Well, it's hard to find someone who doesn't like their own boat, so take that into consideration. That said, the bang for the buck with a CS27 is pretty hard to beat- that may have something to do with their abundance in these parts.

Single handing is fine. It's a very safe well built boat.

It has plenty of room down below, (for a 27 footer). I overnight often.

I do wish that it had a larger cockpit though. It's on the smaller end of most 27's.

The yanmar diesel is pretty bulletproof, (if noisy).

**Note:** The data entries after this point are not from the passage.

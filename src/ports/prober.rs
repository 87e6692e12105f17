use std::io;
use std::path::Path;
use std::process::Output;

use async_trait::async_trait;

/// External media-inspection process. Stdout carries machine-readable
/// container info that the application layer parses for a duration.
#[async_trait]
#[cfg_attr(test, mockall::automock)]
pub trait MediaProber: Send + Sync {
    async fn media_info(&self, input: &Path) -> io::Result<Output>;
}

You can learn more about my boat at CS27 ~ Ravat. It was meticulously refitted by it's previous owner, and he has documented it well!


----------



## danstanford

We are further east of Toronto and so have some different costs at marinas but have looked closer to you a couple of times. If you are going to do this for more than a few years you should look at joining a yacht club as the cost per year is much lower once the equity/initiation is covered. You will have to do some work on the club facility over the year but you can save some money and make some good friends!

Dan


----------



## pcmm

If you can look east of Toronto, lots of great marina's with as good or better facilities. Toronto is pretty crowded and expensive for what you get. I used to sail out of center island Marina and you def paid for the location ( there were no usable facilities to speak of) but the location was great! east of Toronto, Whitby has to have one of the most active marinas with reciprocals that I have ever been at. and there are no length minimums ( marina speak for being only interested in large boats) at $60ish a foot its a little more than half the price of the marinas in Toronto harbour!


----------



## killarney_sailor

Think about where you can get to comfortably from your home. Generally downtown is most expensive with west of the city next and east of the city cheapest (like real estate). Some yacht clubs are quite posh while others are quite down to earth. Member work hours reduce the cost of membership. Best to compare costs in a similar location, e.g. Whitby Marina vs Whitby Yacht Club.


----------



## skalashn

When I was looking for a place to dock around Toronto 3 years ago, everything west of the city other than Port Credit was very expensive, waitlisted or both.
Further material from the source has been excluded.